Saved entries

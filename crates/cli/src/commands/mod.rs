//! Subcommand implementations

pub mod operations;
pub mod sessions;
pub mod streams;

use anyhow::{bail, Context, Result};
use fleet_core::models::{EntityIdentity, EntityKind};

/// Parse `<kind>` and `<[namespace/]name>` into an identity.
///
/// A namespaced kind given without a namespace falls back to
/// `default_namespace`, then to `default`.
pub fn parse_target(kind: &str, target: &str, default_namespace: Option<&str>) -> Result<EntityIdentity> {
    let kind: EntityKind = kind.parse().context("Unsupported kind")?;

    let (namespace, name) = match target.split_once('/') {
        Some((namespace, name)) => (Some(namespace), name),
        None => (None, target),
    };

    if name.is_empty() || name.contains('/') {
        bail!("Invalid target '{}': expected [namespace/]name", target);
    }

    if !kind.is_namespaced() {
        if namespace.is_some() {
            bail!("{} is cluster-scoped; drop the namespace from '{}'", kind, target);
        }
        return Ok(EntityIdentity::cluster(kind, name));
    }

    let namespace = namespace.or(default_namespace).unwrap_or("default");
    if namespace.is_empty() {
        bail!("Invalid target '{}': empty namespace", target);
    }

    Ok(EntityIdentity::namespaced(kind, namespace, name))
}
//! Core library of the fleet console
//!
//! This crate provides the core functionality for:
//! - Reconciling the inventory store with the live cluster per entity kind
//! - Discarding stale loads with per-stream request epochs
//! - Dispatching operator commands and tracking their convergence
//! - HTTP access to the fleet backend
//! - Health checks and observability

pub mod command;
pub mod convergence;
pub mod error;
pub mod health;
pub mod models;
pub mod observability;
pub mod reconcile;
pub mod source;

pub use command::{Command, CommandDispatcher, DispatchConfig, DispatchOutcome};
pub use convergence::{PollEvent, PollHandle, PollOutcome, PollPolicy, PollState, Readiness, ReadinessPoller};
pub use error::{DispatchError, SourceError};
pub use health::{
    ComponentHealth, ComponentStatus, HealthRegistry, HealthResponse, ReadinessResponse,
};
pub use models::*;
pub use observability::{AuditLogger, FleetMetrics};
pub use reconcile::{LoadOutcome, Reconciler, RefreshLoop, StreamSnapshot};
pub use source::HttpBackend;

* * *

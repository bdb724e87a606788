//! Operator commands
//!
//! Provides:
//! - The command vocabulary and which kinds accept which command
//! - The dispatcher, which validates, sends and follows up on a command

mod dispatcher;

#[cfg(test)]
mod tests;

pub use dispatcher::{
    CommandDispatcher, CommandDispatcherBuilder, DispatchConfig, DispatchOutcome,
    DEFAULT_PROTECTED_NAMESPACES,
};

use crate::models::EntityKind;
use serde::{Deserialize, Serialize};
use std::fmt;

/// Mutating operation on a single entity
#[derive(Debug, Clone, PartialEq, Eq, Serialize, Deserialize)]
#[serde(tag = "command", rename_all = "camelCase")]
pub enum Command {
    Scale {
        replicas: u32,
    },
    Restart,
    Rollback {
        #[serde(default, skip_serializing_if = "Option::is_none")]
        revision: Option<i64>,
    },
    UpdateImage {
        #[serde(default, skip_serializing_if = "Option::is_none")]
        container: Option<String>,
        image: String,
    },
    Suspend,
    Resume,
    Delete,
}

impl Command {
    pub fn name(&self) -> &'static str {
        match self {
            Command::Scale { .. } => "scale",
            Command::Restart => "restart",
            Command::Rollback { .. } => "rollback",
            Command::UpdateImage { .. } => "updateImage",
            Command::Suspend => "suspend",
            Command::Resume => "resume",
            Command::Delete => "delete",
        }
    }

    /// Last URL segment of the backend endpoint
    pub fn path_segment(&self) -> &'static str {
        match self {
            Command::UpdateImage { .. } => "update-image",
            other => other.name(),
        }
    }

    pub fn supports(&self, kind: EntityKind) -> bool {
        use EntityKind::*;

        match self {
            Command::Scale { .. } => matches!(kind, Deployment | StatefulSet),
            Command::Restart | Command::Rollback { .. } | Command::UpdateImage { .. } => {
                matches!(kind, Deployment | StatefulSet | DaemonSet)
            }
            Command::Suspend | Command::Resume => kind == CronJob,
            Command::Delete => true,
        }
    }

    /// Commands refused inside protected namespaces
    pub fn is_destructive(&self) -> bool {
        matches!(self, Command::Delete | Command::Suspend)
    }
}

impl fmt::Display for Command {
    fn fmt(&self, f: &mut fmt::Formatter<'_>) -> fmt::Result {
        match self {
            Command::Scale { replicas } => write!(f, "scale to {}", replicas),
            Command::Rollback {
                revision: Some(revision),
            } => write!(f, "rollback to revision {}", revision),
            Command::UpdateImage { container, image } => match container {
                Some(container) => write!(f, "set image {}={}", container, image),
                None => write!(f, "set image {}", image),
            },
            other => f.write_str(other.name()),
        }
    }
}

Task to carry out
Looking at the records above, return exactly the lines from the line with "filename crates/cli/src/commands/mod.rs" to the line with "falls back to", both ends included.

Answer space
filename crates/cli/src/commands/mod.rs
//! Subcommand implementations

pub mod operations;
pub mod sessions;
pub mod streams;

use anyhow::{bail, Context, Result};
use fleet_core::models::{EntityIdentity, EntityKind};

/// Parse `<kind>` and `<[namespace/]name>` into an identity.
///
/// A namespaced kind given without a namespace falls back to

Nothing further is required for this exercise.